**Task brief**
Given the records below, pull every line with the word "impl" into the answer.

**Exercise data**
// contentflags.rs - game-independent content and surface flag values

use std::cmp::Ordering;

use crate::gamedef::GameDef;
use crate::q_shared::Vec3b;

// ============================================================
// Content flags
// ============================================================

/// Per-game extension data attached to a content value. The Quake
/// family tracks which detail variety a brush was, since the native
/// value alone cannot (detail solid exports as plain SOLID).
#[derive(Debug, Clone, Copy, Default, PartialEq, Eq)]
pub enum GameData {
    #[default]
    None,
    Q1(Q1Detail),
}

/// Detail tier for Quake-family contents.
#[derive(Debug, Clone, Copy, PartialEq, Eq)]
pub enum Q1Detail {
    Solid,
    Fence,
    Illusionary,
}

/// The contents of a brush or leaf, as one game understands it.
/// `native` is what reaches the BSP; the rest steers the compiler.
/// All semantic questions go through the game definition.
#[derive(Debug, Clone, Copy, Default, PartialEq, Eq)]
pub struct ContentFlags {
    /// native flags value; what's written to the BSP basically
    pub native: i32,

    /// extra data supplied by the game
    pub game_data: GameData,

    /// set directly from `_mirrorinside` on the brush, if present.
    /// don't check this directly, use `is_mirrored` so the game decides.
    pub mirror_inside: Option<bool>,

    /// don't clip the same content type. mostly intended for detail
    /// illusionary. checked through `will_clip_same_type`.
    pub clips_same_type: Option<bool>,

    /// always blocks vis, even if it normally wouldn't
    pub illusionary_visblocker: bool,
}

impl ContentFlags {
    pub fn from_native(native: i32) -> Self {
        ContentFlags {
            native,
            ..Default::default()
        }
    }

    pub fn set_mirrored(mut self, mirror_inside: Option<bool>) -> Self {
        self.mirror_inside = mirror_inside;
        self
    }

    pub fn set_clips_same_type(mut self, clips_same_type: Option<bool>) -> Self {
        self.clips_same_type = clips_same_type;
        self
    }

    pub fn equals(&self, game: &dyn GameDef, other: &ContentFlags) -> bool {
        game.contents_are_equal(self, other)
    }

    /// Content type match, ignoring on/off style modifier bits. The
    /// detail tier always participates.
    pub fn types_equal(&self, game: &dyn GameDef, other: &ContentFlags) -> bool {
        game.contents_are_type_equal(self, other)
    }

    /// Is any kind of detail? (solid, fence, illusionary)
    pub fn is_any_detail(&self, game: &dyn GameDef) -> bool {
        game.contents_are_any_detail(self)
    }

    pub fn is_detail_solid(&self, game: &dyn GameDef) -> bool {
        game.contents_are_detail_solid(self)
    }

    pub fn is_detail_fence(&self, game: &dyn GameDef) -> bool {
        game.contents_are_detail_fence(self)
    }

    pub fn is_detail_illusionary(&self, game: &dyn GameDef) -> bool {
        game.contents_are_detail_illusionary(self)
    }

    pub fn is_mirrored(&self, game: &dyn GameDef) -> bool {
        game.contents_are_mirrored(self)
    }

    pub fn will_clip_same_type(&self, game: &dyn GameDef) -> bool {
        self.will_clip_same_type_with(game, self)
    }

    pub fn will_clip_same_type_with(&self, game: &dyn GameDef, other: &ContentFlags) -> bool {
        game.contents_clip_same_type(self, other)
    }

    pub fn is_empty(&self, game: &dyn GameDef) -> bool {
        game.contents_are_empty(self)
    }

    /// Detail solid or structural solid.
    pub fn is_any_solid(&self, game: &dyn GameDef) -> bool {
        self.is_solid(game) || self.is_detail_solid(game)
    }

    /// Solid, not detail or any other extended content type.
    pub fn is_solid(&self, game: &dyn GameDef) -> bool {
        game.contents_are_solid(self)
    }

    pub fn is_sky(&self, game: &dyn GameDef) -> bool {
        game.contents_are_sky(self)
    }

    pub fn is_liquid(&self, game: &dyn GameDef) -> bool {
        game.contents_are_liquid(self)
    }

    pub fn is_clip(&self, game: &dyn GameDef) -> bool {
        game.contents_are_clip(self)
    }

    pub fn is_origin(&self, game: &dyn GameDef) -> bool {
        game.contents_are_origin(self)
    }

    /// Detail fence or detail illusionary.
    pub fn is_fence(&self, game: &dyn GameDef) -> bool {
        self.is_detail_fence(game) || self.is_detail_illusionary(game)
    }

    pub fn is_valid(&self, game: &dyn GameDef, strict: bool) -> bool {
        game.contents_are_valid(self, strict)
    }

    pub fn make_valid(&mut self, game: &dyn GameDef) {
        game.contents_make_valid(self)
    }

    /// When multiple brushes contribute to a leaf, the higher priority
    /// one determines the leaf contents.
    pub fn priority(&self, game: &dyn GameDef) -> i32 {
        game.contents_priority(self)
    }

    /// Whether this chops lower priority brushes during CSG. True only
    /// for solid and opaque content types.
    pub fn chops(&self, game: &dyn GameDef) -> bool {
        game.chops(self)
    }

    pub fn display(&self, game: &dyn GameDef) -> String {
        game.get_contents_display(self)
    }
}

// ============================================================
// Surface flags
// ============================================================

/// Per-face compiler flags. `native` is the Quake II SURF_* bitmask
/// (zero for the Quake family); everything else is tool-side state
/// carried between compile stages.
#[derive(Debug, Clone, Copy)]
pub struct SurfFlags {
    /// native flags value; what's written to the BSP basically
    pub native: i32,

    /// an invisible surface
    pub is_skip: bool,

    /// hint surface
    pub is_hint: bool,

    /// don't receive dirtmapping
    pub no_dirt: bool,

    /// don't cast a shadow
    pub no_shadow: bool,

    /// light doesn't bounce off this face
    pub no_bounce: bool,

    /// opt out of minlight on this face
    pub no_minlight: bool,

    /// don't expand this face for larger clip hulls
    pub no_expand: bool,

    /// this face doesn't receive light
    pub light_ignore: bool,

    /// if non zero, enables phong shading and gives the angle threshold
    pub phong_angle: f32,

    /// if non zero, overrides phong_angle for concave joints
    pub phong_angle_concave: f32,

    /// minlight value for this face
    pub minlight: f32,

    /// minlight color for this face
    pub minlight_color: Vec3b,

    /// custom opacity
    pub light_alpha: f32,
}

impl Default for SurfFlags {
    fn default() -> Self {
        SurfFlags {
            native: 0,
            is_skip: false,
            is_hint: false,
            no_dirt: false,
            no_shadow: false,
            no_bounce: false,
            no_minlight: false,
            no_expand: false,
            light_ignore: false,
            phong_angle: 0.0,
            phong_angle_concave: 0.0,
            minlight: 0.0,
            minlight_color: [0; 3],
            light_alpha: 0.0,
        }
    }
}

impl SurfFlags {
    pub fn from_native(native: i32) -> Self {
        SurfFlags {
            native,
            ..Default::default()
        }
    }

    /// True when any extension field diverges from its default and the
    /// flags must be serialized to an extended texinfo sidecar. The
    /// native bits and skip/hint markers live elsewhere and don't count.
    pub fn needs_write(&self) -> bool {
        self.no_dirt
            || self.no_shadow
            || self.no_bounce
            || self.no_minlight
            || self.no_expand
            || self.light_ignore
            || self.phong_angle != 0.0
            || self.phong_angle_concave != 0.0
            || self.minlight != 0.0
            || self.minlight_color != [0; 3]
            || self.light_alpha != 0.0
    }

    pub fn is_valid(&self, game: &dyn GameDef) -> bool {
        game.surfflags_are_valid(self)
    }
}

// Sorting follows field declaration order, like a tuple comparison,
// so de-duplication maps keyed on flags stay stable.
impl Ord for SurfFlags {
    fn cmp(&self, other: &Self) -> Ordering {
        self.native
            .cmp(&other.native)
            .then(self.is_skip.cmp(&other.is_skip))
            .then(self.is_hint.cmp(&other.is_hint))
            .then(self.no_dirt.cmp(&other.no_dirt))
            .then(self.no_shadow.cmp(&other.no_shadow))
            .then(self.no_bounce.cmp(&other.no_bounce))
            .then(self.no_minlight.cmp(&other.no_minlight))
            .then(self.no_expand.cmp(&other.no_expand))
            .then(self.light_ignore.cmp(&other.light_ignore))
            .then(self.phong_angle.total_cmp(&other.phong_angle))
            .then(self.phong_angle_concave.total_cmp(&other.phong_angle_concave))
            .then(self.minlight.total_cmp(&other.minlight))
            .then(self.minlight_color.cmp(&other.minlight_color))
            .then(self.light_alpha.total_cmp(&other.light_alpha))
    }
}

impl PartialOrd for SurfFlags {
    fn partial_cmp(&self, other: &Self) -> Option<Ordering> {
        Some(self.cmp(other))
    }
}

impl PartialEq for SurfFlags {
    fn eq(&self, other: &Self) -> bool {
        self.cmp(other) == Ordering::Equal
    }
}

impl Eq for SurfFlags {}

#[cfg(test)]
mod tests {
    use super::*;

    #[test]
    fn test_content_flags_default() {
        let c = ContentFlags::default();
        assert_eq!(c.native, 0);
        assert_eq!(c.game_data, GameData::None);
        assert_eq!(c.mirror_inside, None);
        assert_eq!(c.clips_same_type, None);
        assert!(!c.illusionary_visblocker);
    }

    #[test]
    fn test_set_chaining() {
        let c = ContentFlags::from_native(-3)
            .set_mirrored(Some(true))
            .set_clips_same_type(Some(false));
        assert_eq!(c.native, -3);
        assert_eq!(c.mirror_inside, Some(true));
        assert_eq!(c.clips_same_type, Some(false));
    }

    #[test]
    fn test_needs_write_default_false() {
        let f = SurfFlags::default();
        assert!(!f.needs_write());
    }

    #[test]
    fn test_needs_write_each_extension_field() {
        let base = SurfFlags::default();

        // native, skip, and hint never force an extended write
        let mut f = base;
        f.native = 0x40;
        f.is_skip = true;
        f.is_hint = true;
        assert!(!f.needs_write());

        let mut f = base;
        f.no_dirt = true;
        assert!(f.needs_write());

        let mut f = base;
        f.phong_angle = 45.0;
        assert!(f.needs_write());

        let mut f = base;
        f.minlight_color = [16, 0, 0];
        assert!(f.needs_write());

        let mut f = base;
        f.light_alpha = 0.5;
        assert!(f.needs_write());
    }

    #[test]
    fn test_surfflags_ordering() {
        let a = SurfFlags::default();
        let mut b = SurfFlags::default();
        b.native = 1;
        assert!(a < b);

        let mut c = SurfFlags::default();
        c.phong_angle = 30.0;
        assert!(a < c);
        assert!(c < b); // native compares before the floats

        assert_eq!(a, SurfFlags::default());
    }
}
...
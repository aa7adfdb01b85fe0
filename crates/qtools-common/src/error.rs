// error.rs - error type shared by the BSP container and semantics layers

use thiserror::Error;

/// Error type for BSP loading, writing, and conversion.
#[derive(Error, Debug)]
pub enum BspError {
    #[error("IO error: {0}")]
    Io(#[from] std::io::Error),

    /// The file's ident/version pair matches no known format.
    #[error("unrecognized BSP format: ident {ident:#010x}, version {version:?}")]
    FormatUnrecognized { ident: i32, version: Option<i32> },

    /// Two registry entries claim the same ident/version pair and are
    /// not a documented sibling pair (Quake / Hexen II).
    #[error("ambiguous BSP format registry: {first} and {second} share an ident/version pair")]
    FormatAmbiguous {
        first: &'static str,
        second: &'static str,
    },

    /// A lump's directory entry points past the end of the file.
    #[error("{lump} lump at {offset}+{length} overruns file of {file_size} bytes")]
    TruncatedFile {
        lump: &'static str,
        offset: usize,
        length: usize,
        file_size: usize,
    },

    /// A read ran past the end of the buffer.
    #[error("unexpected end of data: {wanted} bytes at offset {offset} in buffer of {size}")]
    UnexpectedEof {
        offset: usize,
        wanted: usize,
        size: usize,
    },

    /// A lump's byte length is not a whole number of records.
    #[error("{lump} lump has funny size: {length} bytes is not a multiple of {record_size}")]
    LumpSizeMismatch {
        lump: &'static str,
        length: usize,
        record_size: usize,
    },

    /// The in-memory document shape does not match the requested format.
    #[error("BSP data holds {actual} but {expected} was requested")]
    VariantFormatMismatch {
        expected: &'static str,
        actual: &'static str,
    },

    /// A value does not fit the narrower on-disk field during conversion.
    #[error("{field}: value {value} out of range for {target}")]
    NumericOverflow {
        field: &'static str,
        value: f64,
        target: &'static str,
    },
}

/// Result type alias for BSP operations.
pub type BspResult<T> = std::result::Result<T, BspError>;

**Result**
impl ContentFlags {
impl Default for SurfFlags {
impl SurfFlags {
impl Ord for SurfFlags {
impl PartialOrd for SurfFlags {
impl PartialEq for SurfFlags {
impl Eq for SurfFlags {}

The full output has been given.